We artists must dissolve this dilemma upon which Bacchanal—Tootsie Roll Whip divides.





Friday, September 19, 2008

Smelling Salts


Who's to say that I can't talk about medicine (art???) if I'm not a doctor (an artist???),  if I talk about it like a dog (god???)?

-Gilles Deleuze and Ludwig Fischer


Let this be my preface to the reader—a reader drunk not on the blows of critical wit but on the slow and dreary pummeling that passes today for critical acumen.  Punch drunk and dim is what we’ve become, engulfed as it were in a northern fog that has drifted in unawares.  For who, pray I ask, even after a cursory glance at that demented beast we call criticism, has not been struck dumb, left puzzled, by the shear asininity of the spectacle?

“Asinine” you say.  “Is that not a tad hyperbolic?”  But I say to you, lipstick on a beast is still a filthy beast. Let us agree to call a beast a beast and refuse all word mincing or tongue chomping.  The time has come for a roast.  There is more than a little dissatisfaction with the gruel that’s been served up.  

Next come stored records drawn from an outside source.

//! Shares-based reserve accounting with streamed rental income.
//!
//! The effective reserve at `t` is `fixed + streaming(t)`, where the
//! streaming part rises toward its target with a halving gap:
//!
//! ```text
//! streaming(t) = target - (target - streamed) * 2^(-(t - updated)/H)
//! ```
//!
//! Each rental payment first collapses the current streaming value into
//! the anchor, then raises the target; overlapping payments telescope
//! into this single anchor. A staker arriving right before a payment
//! lands earns only the still-streaming tail, which defeats
//! deposit-front-running.

use farad_core::error::{MathError, StationError};
use farad_core::types::{Amount, Seconds, Timestamp};
use farad_math::{approach, mul_div};
use serde::{Deserialize, Serialize};

#[derive(
    Serialize, Deserialize, Clone, Copy, Debug, Default, PartialEq, Eq,
    bincode::Encode, bincode::Decode,
)]
pub struct ReserveState {
    /// Matured reserve: principal plus streamed-in income.
    pub fixed: Amount,
    /// Reserve committed to active rentals.
    pub used: Amount,
    /// Outstanding pool shares.
    pub total_shares: Amount,
    /// Streaming value at `updated`.
    streamed: Amount,
    /// Total queued income the streaming part converges to.
    target: Amount,
    /// Anchor time of `streamed`.
    updated: Timestamp,
}

impl ReserveState {
    pub fn new() -> Self {
        Self::default()
    }

    /// Matured streaming income at `t`.
    pub fn streaming_at(&self, half_life: Seconds, t: Timestamp) -> Result<Amount, MathError> {
        approach(self.target, self.streamed, self.updated, half_life, t)
    }

    /// Effective reserve at `t`: fixed part plus matured streaming income.
    pub fn reserve_at(&self, half_life: Seconds, t: Timestamp) -> Result<Amount, MathError> {
        Ok(self.fixed + self.streaming_at(half_life, t)?)
    }

    /// Reserve not committed to rentals at `t`.
    pub fn available_at(&self, half_life: Seconds, t: Timestamp) -> Result<Amount, MathError> {
        Ok(self.reserve_at(half_life, t)?.saturating_sub(self.used))
    }

    /// Queue a rental payment into the streaming reserve.
    pub fn record_payment(
        &mut self,
        fee: Amount,
        half_life: Seconds,
        now: Timestamp,
    ) -> Result<(), MathError> {
        self.collapse(half_life, now)?;
        self.target = self
            .target
            .checked_add(fee)
            .ok_or(MathError::ArithmeticOverflow)?;
        Ok(())
    }

    /// Fold matured streaming income into the fixed reserve and re-anchor
    /// the remaining tail. The future streaming curve is unchanged.
    pub fn flush(&mut self, half_life: Seconds, now: Timestamp) -> Result<(), MathError> {
        let matured = self.streaming_at(half_life, now)?;
        self.fixed += matured;
        self.target -= matured;
        self.streamed = 0;
        self.updated = now;
        Ok(())
    }

    /// Re-anchor the streaming value at `now` without maturing anything.
    fn collapse(&mut self, half_life: Seconds, now: Timestamp) -> Result<(), MathError> {
        self.streamed = self.streaming_at(half_life, now)?;
        self.updated = now;
        Ok(())
    }

    /// Shares minted for staking `amount` at `t`.
    pub fn shares_for_stake(
        &self,
        amount: Amount,
        half_life: Seconds,
        t: Timestamp,
    ) -> Result<Amount, MathError> {
        if self.total_shares == 0 {
            return Ok(amount);
        }
        mul_div(amount, self.total_shares, self.reserve_at(half_life, t)?)
    }

    /// Shares redeemed when withdrawing `amount` at `t`.
    pub fn shares_for_withdraw(
        &self,
        amount: Amount,
        half_life: Seconds,
        t: Timestamp,
    ) -> Result<Amount, MathError> {
        mul_div(amount, self.total_shares, self.reserve_at(half_life, t)?)
    }

    /// Redeemable value of `shares` at `t`.
    pub fn value_of_shares(
        &self,
        shares: Amount,
        half_life: Seconds,
        t: Timestamp,
    ) -> Result<Amount, MathError> {
        if self.total_shares == 0 {
            return Ok(0);
        }
        mul_div(shares, self.reserve_at(half_life, t)?, self.total_shares)
    }

    /// Take `amount` out of the matured reserve, failing with
    /// `InsufficientLiquidity` when rentals have the rest committed.
    /// `enforce_liquidity` is lifted during wind-down.
    pub fn withdraw(
        &mut self,
        amount: Amount,
        half_life: Seconds,
        now: Timestamp,
        enforce_liquidity: bool,
    ) -> Result<(), StationError> {
        let available = self.available_at(half_life, now)?;
        if enforce_liquidity && available < amount {
            return Err(StationError::InsufficientLiquidity {
                requested: amount,
                available,
            });
        }
        self.flush(half_life, now)?;
        if self.fixed < amount {
            return Err(StationError::InsufficientLiquidity {
                requested: amount,
                available: self.fixed,
            });
        }
        self.fixed -= amount;
        Ok(())
    }

    /// Drain everything, matured or not. Used when the last shares are
    /// burned so that zero shares always means zero reserve.
    pub fn drain_remaining(&mut self, now: Timestamp) -> Amount {
        let rest = self.fixed + self.target;
        self.fixed = 0;
        self.target = 0;
        self.streamed = 0;
        self.updated = now;
        rest
    }
}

We are in the presence of a major symptom.  An obscure disaster.  And we artists should be worried by the absence of our corrosive colleagues, our daemonic partners and the battleground that they engender.  Yes, the clamour of critique has fallen silent.  Yet, this silence, which blows eardrums in our city, has not gone unnoticed. 

The time is nigh then to plunge my boot into the bog, to sharpen my knives and to commit myself to the patient labour of critical incision.  The time has come.  The boil must be lanced.

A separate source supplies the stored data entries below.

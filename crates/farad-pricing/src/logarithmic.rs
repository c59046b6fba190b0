//! Logarithmic tariff, the earlier protocol revision's curve.
//!
//! `f(u) = 1 + lambda * (-log2 u)` over the unused fraction `u`. Gentler
//! than the rational curve at moderate utilization and without a hard
//! pole: the fee diverges only as the reserve empties out completely.

use farad_core::constants::{DEFAULT_LAMBDA_Q64, ONE_Q64};
use farad_core::error::PricingError;
use farad_core::traits::Tariff;
use farad_core::types::{Amount, Seconds};
use farad_math::{mul_div, mul_shr_64, neg_log2};
use serde::{Deserialize, Serialize};

#[derive(Serialize, Deserialize, Clone, Copy, Debug, PartialEq, Eq)]
pub struct LogTariff {
    /// Steepness in Q64.64.
    pub lambda: u128,
}

impl Default for LogTariff {
    fn default() -> Self {
        Self { lambda: DEFAULT_LAMBDA_Q64 }
    }
}

impl LogTariff {
    pub fn new(lambda: u128) -> Self {
        Self { lambda }
    }

    /// `h(x) = x * (1 + lambda * (-log2((total - x)/total)))`.
    fn h(&self, total: Amount, x: Amount) -> Result<Amount, PricingError> {
        if x == 0 {
            return Ok(0);
        }
        let unused_q64 = mul_div(total - x, ONE_Q64, total)?;
        if unused_q64 == 0 {
            return Err(PricingError::InsufficientCapacity {
                requested: x,
                available: total.saturating_sub(1),
            });
        }
        let f_q64 = ONE_Q64
            .checked_add(mul_shr_64(self.lambda, neg_log2(unused_q64)?)?)
            .ok_or(farad_core::error::MathError::ArithmeticOverflow)?;
        Ok(mul_shr_64(x, f_q64)?)
    }
}

impl Tariff for LogTariff {
    fn quote(
        &self,
        base_rate_q64: u128,
        total_reserve: Amount,
        used_reserve: Amount,
        amount: Amount,
        duration: Seconds,
    ) -> Result<Amount, PricingError> {
        if amount == 0 || duration == 0 {
            return Ok(0);
        }
        let available = total_reserve.saturating_sub(used_reserve);
        // u must stay strictly positive: the very last token is unrentable.
        if amount >= available {
            return Err(PricingError::InsufficientCapacity {
                requested: amount,
                available: available.saturating_sub(1),
            });
        }

        let g = self
            .h(total_reserve, used_reserve + amount)?
            .saturating_sub(self.h(total_reserve, used_reserve)?);

        let token_seconds = g
            .checked_mul(duration as u128)
            .ok_or(farad_core::error::MathError::ArithmeticOverflow)?;
        Ok(mul_shr_64(token_seconds, base_rate_q64)?)
    }
}
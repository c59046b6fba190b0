//! Converter implementations.
//!
//! The station consumes a [`Converter`] to normalize fees quoted in a
//! service's pricing asset into whatever asset the renter pays with.
//! Production deployments plug in an exchange adapter; the implementations
//! here cover the same-asset identity and fixed-rate conversion.

use std::collections::BTreeMap;

use farad_core::error::ConvertError;
use farad_core::traits::Converter;
use farad_core::types::{Amount, AssetId};
use farad_math::mul_shr_64;

/// Same-asset conversions only; any real pair is unsupported.
#[derive(Clone, Copy, Debug, Default)]
pub struct IdentityConverter;

impl Converter for IdentityConverter {
    fn estimate_convert(
        &self,
        source: AssetId,
        amount: Amount,
        target: AssetId,
    ) -> Result<Amount, ConvertError> {
        if source == target {
            return Ok(amount);
        }
        Err(ConvertError::UnsupportedPair { from: source, target })
    }
}

/// Converts registered pairs at a fixed Q64.64 rate of target units per
/// source unit. Rates are directional: registering `(a, b)` does not
/// register `(b, a)`.
#[derive(Clone, Debug, Default)]
pub struct FixedRateConverter {
    rates: BTreeMap<(AssetId, AssetId), u128>,
}

impl FixedRateConverter {
    pub fn new() -> Self {
        Self::default()
    }

    /// Register `rate_q64` target units per source unit.
    pub fn set_rate(&mut self, source: AssetId, target: AssetId, rate_q64: u128) {
        self.rates.insert((source, target), rate_q64);
    }
}

impl Converter for FixedRateConverter {
    fn estimate_convert(
        &self,
        source: AssetId,
        amount: Amount,
        target: AssetId,
    ) -> Result<Amount, ConvertError> {
        if source == target {
            return Ok(amount);
        }
        let rate = self
            .rates
            .get(&(source, target))
            .copied()
            .ok_or(ConvertError::UnsupportedPair { from: source, target })?;
        mul_shr_64(amount, rate).map_err(|_| ConvertError::ArithmeticOverflow)
    }
}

I, Ludwig Fischer, am no gangrenous fob, and I care little for the wretched accoutrements of taste or the platitudes of the market. We can no longer settle for the critic as purveyor of urbane opinion.  What artist who stakes a claim with their work can invest in such a rubber stamp?  Please don’t misunderstand. This is not a finger wagging, nor a grotesque lamentation of the glory days in which the critic reigned supreme.  Such fictions hardly amuse.  Rather it is a call to combat. 

True critique succeeds only when it enriches with each blow, illuminates as it razes to the ground. A critic must have just a little thirst for annihilation.  Yes, just enough to keep him and his patrons honest.  Critique is not for the brittle backed and succeeds only when it buckles spines and explodes kneecaps. 

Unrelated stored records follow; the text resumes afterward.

//! Loader phases and host-facing snapshots
//!
//! Pure data structures. The host renders from these; no transition logic
//! lives here.

use std::fmt;

use crate::search::{Issue, SearchError, SearchErrorKind};

/// Where a loader currently is in its lifecycle
#[derive(Debug, Clone, Copy, PartialEq, Eq, Default)]
pub enum Phase {
    /// No load issued yet
    #[default]
    Idle,
    /// First page for the current query is in flight
    InitialLoading,
    /// At least one page is loaded and current
    Ready,
    /// A load-more is in flight while the loaded pages stay visible
    Appending,
    /// The last fetch failed; cleared by a retry or a filter change
    Failed,
}

impl fmt::Display for Phase {
    fn fmt(&self, f: &mut fmt::Formatter<'_>) -> fmt::Result {
        match self {
            Self::Idle => write!(f, "idle"),
            Self::InitialLoading => write!(f, "loading"),
            Self::Ready => write!(f, "ready"),
            Self::Appending => write!(f, "appending"),
            Self::Failed => write!(f, "failed"),
        }
    }
}

/// Record of a failed fetch, kept cloneable for snapshots
#[derive(Debug, Clone, PartialEq, Eq)]
pub struct LoadFailure {
    pub kind: SearchErrorKind,
    pub message: String,
}

impl From<&SearchError> for LoadFailure {
    fn from(err: &SearchError) -> Self {
        Self {
            kind: err.kind(),
            message: err.to_string(),
        }
    }
}

/// Read-only view of a loader for rendering.
///
/// Items are ordered exactly as pages arrived. `total_count` is the
/// remote's report for the full result universe, which may exceed
/// `items.len()` while further pages remain.
#[derive(Debug, Clone)]
pub struct Snapshot {
    pub phase: Phase,
    pub items: Vec<Issue>,
    pub total_count: u64,
    pub has_more: bool,
    pub failure: Option<LoadFailure>,
}

impl Snapshot {
    /// Initial load in flight with nothing to show yet (spinner)
    pub fn is_loading(&self) -> bool {
        self.phase == Phase::InitialLoading && self.items.is_empty()
    }

    /// A load-more is in flight (disable the load-more affordance)
    pub fn is_loading_more(&self) -> bool {
        self.phase == Phase::Appending
    }

    /// Loaded and genuinely empty (show an empty-state message)
    pub fn is_empty_result(&self) -> bool {
        self.phase == Phase::Ready && self.total_count == 0
    }

    /// A count badge can be shown (some load has completed; after a
    /// failure only if loaded items were retained)
    pub fn has_count(&self) -> bool {
        match self.phase {
            Phase::Ready | Phase::Appending => true,
            Phase::Failed => !self.items.is_empty(),
            Phase::Idle | Phase::InitialLoading => false,
        }
    }
}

“A theatre of cruelty,” you say.  “You are offering us one long unreadable bit of pain.  A thumbscrew.  And the tone.  So cynical, so scathing.  You bastard, you low-down filthy bastard."

I cannot promise readability.  Nor the critical euthanasia that solemnly bears the name today of sound judgment.  However, I must insist.  The tone is neither scathing nor cynical.  I take the vocation too, too seriously for that.

And if you require a confession, I am indeed a bastard.  But I come from a long line of bastards.  Too long to rehearse the now hackneyed self-pity that is the bastard’s stock and trade.  We have grown weary of that.  As my father use to say, “Rather the spittle that clung to the great Wissenschaftler’s lip than the sewer water that spills from the lips of the talking heads.”  I have learned from my lineage.  To be truly against, one must first be for. 

"For what?"  My allegiances shall become clear.  For the moment let the following affirmation suffice.  If the avant-garde is nothing but a carcass—a commonplace uttered by those in the know—let there be no shame in those of us who find more vitality in specters than the pallid hew of the living.  There is certainly more integrity in open fidelity to an embalmed corpse than the embrace of a living present that takes pleasure in spreading napalm over the living.  We’ve become too tolerant of such cruelties. 

Yes, we have become too dull, too accommodating, saps for fellow feeling, masters of consensus.  In short, our nostrils have become too accustomed to the funk.  If indeed the diagnosis is correct.  If we are reeling from the blows, drifting punch drunk, nauseous from our own ill-humour, then what we need today is a little smelling salt. 


Let us then unscrew the cap and take one long, deep breath.